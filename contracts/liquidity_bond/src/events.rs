use soroban_sdk::{Address, Env, Symbol};

use crate::access::Role;
use crate::parameters::BondingConfig;
use crate::types::Collaborators;

/// Emitted when the engine is initialised.
///
/// # Topics
/// * `Symbol` - "initialized"
/// * `Address` - The initial owner
///
/// # Data
/// * `u32` - Number of legacy holders in the snapshot
/// * `i128` - Total legacy principal awaiting migration
pub fn emit_initialized(e: &Env, owner: &Address, legacy_holders: u32, lp_to_migrate: i128) {
    let topics = (Symbol::new(e, "initialized"), owner.clone());
    e.events().publish(topics, (legacy_holders, lp_to_migrate));
}

/// Emitted when a position is opened by deposit, mint or migration.
///
/// # Topics
/// * `Symbol` - "bond_created"
/// * `Address` - The position owner
///
/// # Data
/// * `u64` - Position id
/// * `i128` - Principal
/// * `u32` - Lock weeks
/// * `i128` - Duration-weighted shares
/// * `u64` - Maturity block
pub fn emit_bond_created(
    e: &Env,
    owner: &Address,
    id: u64,
    principal: i128,
    lock_weeks: u32,
    shares: i128,
    maturity_block: u64,
) {
    let topics = (Symbol::new(e, "bond_created"), owner.clone());
    let data = (id, principal, lock_weeks, shares, maturity_block);
    e.events().publish(topics, data);
}

/// Emitted when a matured position is topped up.
///
/// # Topics
/// * `Symbol` - "liquidity_added"
/// * `Address` - The position owner
///
/// # Data
/// * `u64` - Position id
/// * `i128` - Amount transferred in
/// * `i128` - Bonus liquidity compounded into principal
/// * `i128` - New principal
pub fn emit_liquidity_added(
    e: &Env,
    owner: &Address,
    id: u64,
    amount: i128,
    compounded: i128,
    new_principal: i128,
) {
    let topics = (Symbol::new(e, "liquidity_added"), owner.clone());
    e.events().publish(topics, (id, amount, compounded, new_principal));
}

/// Emitted when principal leaves a position.
///
/// # Topics
/// * `Symbol` - "liquidity_removed"
/// * `Address` - The position owner
///
/// # Data
/// * `u64` - Position id
/// * `i128` - Principal removed
/// * `i128` - Liquidity units transferred
/// * `i128` - Remaining principal
pub fn emit_liquidity_removed(
    e: &Env,
    owner: &Address,
    id: u64,
    removed: i128,
    transferred: i128,
    remaining: i128,
) {
    let topics = (Symbol::new(e, "liquidity_removed"), owner.clone());
    e.events().publish(topics, (id, removed, transferred, remaining));
}

/// Emitted whenever base emission is paid for a position.
///
/// # Topics
/// * `Symbol` - "rewards_claimed"
/// * `Address` - The recipient
///
/// # Data
/// * `u64` - Position id
/// * `i128` - Reward minted to the recipient
/// * `i128` - Treasury share minted on top
pub fn emit_rewards_claimed(e: &Env, recipient: &Address, id: u64, reward: i128, treasury: i128) {
    let topics = (Symbol::new(e, "rewards_claimed"), recipient.clone());
    e.events().publish(topics, (id, reward, treasury));
}

pub fn emit_position_transferred(e: &Env, from: &Address, to: &Address, id: u64) {
    let topics = (Symbol::new(e, "position_transferred"), from.clone());
    e.events().publish(topics, (id, to.clone()));
}

/// Emitted when a legacy holder migrates.
///
/// # Topics
/// * `Symbol` - "migrated"
/// * `Address` - The legacy holder
///
/// # Data
/// * `u64` - New position id
/// * `i128` - Migrated principal
/// * `u32` - Lock weeks carried over
pub fn emit_migrated(e: &Env, holder: &Address, id: u64, principal: i128, lock_weeks: u32) {
    let topics = (Symbol::new(e, "migrated"), holder.clone());
    e.events().publish(topics, (id, principal, lock_weeks));
}

/// Emitted after a single-sided pool withdrawal.
///
/// # Topics
/// * `Symbol` - "price_reset"
/// * `Address` - The manager that triggered it
///
/// # Data
/// * `u32` - Coin index withdrawn
/// * `i128` - Liquidity units burned
/// * `i128` - Coin amount received by the treasury
pub fn emit_price_reset(e: &Env, manager: &Address, coin: u32, amount: i128, received: i128) {
    let topics = (Symbol::new(e, "price_reset"), manager.clone());
    e.events().publish(topics, (coin, amount, received));
}

/// Emitted when an oracle sample moves the emission multiplier.
///
/// # Data
/// * `i128` - Oracle price
/// * `i128` - New multiplier
pub fn emit_multiplier_updated(e: &Env, price: i128, multiplier: i128) {
    let topics = (Symbol::new(e, "multiplier_updated"),);
    e.events().publish(topics, (price, multiplier));
}

/// Emitted when bonus liquidity inflow is distributed.
///
/// # Data
/// * `i128` - Newly recognised amount
/// * `i128` - Bonus liquidity outstanding
pub fn emit_lp_rewards_recognized(e: &Env, amount: i128, outstanding: i128) {
    let topics = (Symbol::new(e, "lp_rewards_recognized"),);
    e.events().publish(topics, (amount, outstanding));
}

/// Emitted on any successful parameter write.
///
/// # Topics
/// * `Symbol` - "config_updated"
/// * `Address` - The manager
///
/// # Data
/// * `BondingConfig` - The full configuration after the write
pub fn emit_config_updated(e: &Env, manager: &Address, cfg: &BondingConfig) {
    let topics = (Symbol::new(e, "config_updated"), manager.clone());
    e.events().publish(topics, cfg.clone());
}

/// Emitted when the owner replaces the collaborator addresses.
///
/// # Topics
/// * `Symbol` - "collaborators_updated"
/// * `Address` - The owner
///
/// # Data
/// * `Collaborators` - The new addresses
pub fn emit_collaborators_updated(e: &Env, owner: &Address, collaborators: &Collaborators) {
    let topics = (Symbol::new(e, "collaborators_updated"), owner.clone());
    e.events().publish(topics, collaborators.clone());
}

pub fn emit_reward_rate_updated(e: &Env, manager: &Address, old_rate: i128, new_rate: i128) {
    let topics = (Symbol::new(e, "reward_rate_updated"), manager.clone());
    e.events().publish(topics, (old_rate, new_rate));
}

pub fn emit_role_granted(e: &Env, role: Role, who: &Address) {
    let topics = (Symbol::new(e, "role_granted"), who.clone());
    e.events().publish(topics, role);
}

pub fn emit_role_revoked(e: &Env, role: Role, who: &Address) {
    let topics = (Symbol::new(e, "role_revoked"), who.clone());
    e.events().publish(topics, role);
}

pub fn emit_paused(e: &Env, manager: &Address) {
    e.events()
        .publish((Symbol::new(e, "paused"), manager.clone()), e.ledger().sequence());
}

pub fn emit_unpaused(e: &Env, manager: &Address) {
    e.events()
        .publish((Symbol::new(e, "unpaused"), manager.clone()), e.ledger().sequence());
}

pub fn emit_migrating_set(e: &Env, manager: &Address, migrating: bool) {
    let topics = (Symbol::new(e, "migrating_set"), manager.clone());
    e.events().publish(topics, migrating);
}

● ● ●

Brief
An exact restatement of the data above is required.

Answer to this task
filename contracts/liquidity_bond/src/events.rs
use soroban_sdk::{Address, Env, Symbol};

use crate::access::Role;
use crate::parameters::BondingConfig;
use crate::types::Collaborators;

/// Emitted when the engine is initialised.
///
/// # Topics
/// * `Symbol` - "initialized"
/// * `Address` - The initial owner
///
/// # Data
/// * `u32` - Number of legacy holders in the snapshot
/// * `i128` - Total legacy principal awaiting migration
pub fn emit_initialized(e: &Env, owner: &Address, legacy_holders: u32, lp_to_migrate: i128) {
    let topics = (Symbol::new(e, "initialized"), owner.clone());
    e.events().publish(topics, (legacy_holders, lp_to_migrate));
}

/// Emitted when a position is opened by deposit, mint or migration.
///
/// # Topics
/// * `Symbol` - "bond_created"
/// * `Address` - The position owner
///
/// # Data
/// * `u64` - Position id
/// * `i128` - Principal
/// * `u32` - Lock weeks
/// * `i128` - Duration-weighted shares
/// * `u64` - Maturity block
pub fn emit_bond_created(
    e: &Env,
    owner: &Address,
    id: u64,
    principal: i128,
    lock_weeks: u32,
    shares: i128,
    maturity_block: u64,
) {
    let topics = (Symbol::new(e, "bond_created"), owner.clone());
    let data = (id, principal, lock_weeks, shares, maturity_block);
    e.events().publish(topics, data);
}

/// Emitted when a matured position is topped up.
///
/// # Topics
/// * `Symbol` - "liquidity_added"
/// * `Address` - The position owner
///
/// # Data
/// * `u64` - Position id
/// * `i128` - Amount transferred in
/// * `i128` - Bonus liquidity compounded into principal
/// * `i128` - New principal
pub fn emit_liquidity_added(
    e: &Env,
    owner: &Address,
    id: u64,
    amount: i128,
    compounded: i128,
    new_principal: i128,
) {
    let topics = (Symbol::new(e, "liquidity_added"), owner.clone());
    e.events().publish(topics, (id, amount, compounded, new_principal));
}

/// Emitted when principal leaves a position.
///
/// # Topics
/// * `Symbol` - "liquidity_removed"
/// * `Address` - The position owner
///
/// # Data
/// * `u64` - Position id
/// * `i128` - Principal removed
/// * `i128` - Liquidity units transferred
/// * `i128` - Remaining principal
pub fn emit_liquidity_removed(
    e: &Env,
    owner: &Address,
    id: u64,
    removed: i128,
    transferred: i128,
    remaining: i128,
) {
    let topics = (Symbol::new(e, "liquidity_removed"), owner.clone());
    e.events().publish(topics, (id, removed, transferred, remaining));
}

/// Emitted whenever base emission is paid for a position.
///
/// # Topics
/// * `Symbol` - "rewards_claimed"
/// * `Address` - The recipient
///
/// # Data
/// * `u64` - Position id
/// * `i128` - Reward minted to the recipient
/// * `i128` - Treasury share minted on top
pub fn emit_rewards_claimed(e: &Env, recipient: &Address, id: u64, reward: i128, treasury: i128) {
    let topics = (Symbol::new(e, "rewards_claimed"), recipient.clone());
    e.events().publish(topics, (id, reward, treasury));
}

pub fn emit_position_transferred(e: &Env, from: &Address, to: &Address, id: u64) {
    let topics = (Symbol::new(e, "position_transferred"), from.clone());
    e.events().publish(topics, (id, to.clone()));
}

/// Emitted when a legacy holder migrates.
///
/// # Topics
/// * `Symbol` - "migrated"
/// * `Address` - The legacy holder
///
/// # Data
/// * `u64` - New position id
/// * `i128` - Migrated principal
/// * `u32` - Lock weeks carried over
pub fn emit_migrated(e: &Env, holder: &Address, id: u64, principal: i128, lock_weeks: u32) {
    let topics = (Symbol::new(e, "migrated"), holder.clone());
    e.events().publish(topics, (id, principal, lock_weeks));
}

/// Emitted after a single-sided pool withdrawal.
///
/// # Topics
/// * `Symbol` - "price_reset"
/// * `Address` - The manager that triggered it
///
/// # Data
/// * `u32` - Coin index withdrawn
/// * `i128` - Liquidity units burned
/// * `i128` - Coin amount received by the treasury
pub fn emit_price_reset(e: &Env, manager: &Address, coin: u32, amount: i128, received: i128) {
    let topics = (Symbol::new(e, "price_reset"), manager.clone());
    e.events().publish(topics, (coin, amount, received));
}

/// Emitted when an oracle sample moves the emission multiplier.
///
/// # Data
/// * `i128` - Oracle price
/// * `i128` - New multiplier
pub fn emit_multiplier_updated(e: &Env, price: i128, multiplier: i128) {
    let topics = (Symbol::new(e, "multiplier_updated"),);
    e.events().publish(topics, (price, multiplier));
}

/// Emitted when bonus liquidity inflow is distributed.
///
/// # Data
/// * `i128` - Newly recognised amount
/// * `i128` - Bonus liquidity outstanding
pub fn emit_lp_rewards_recognized(e: &Env, amount: i128, outstanding: i128) {
    let topics = (Symbol::new(e, "lp_rewards_recognized"),);
    e.events().publish(topics, (amount, outstanding));
}

/// Emitted on any successful parameter write.
///
/// # Topics
/// * `Symbol` - "config_updated"
/// * `Address` - The manager
///
/// # Data
/// * `BondingConfig` - The full configuration after the write
pub fn emit_config_updated(e: &Env, manager: &Address, cfg: &BondingConfig) {
    let topics = (Symbol::new(e, "config_updated"), manager.clone());
    e.events().publish(topics, cfg.clone());
}

/// Emitted when the owner replaces the collaborator addresses.
///
/// # Topics
/// * `Symbol` - "collaborators_updated"
/// * `Address` - The owner
///
/// # Data
/// * `Collaborators` - The new addresses
pub fn emit_collaborators_updated(e: &Env, owner: &Address, collaborators: &Collaborators) {
    let topics = (Symbol::new(e, "collaborators_updated"), owner.clone());
    e.events().publish(topics, collaborators.clone());
}

pub fn emit_reward_rate_updated(e: &Env, manager: &Address, old_rate: i128, new_rate: i128) {
    let topics = (Symbol::new(e, "reward_rate_updated"), manager.clone());
    e.events().publish(topics, (old_rate, new_rate));
}

pub fn emit_role_granted(e: &Env, role: Role, who: &Address) {
    let topics = (Symbol::new(e, "role_granted"), who.clone());
    e.events().publish(topics, role);
}

pub fn emit_role_revoked(e: &Env, role: Role, who: &Address) {
    let topics = (Symbol::new(e, "role_revoked"), who.clone());
    e.events().publish(topics, role);
}

pub fn emit_paused(e: &Env, manager: &Address) {
    e.events()
        .publish((Symbol::new(e, "paused"), manager.clone()), e.ledger().sequence());
}

pub fn emit_unpaused(e: &Env, manager: &Address) {
    e.events()
        .publish((Symbol::new(e, "unpaused"), manager.clone()), e.ledger().sequence());
}

pub fn emit_migrating_set(e: &Env, manager: &Address, migrating: bool) {
    let topics = (Symbol::new(e, "migrating_set"), manager.clone());
    e.events().publish(topics, migrating);
}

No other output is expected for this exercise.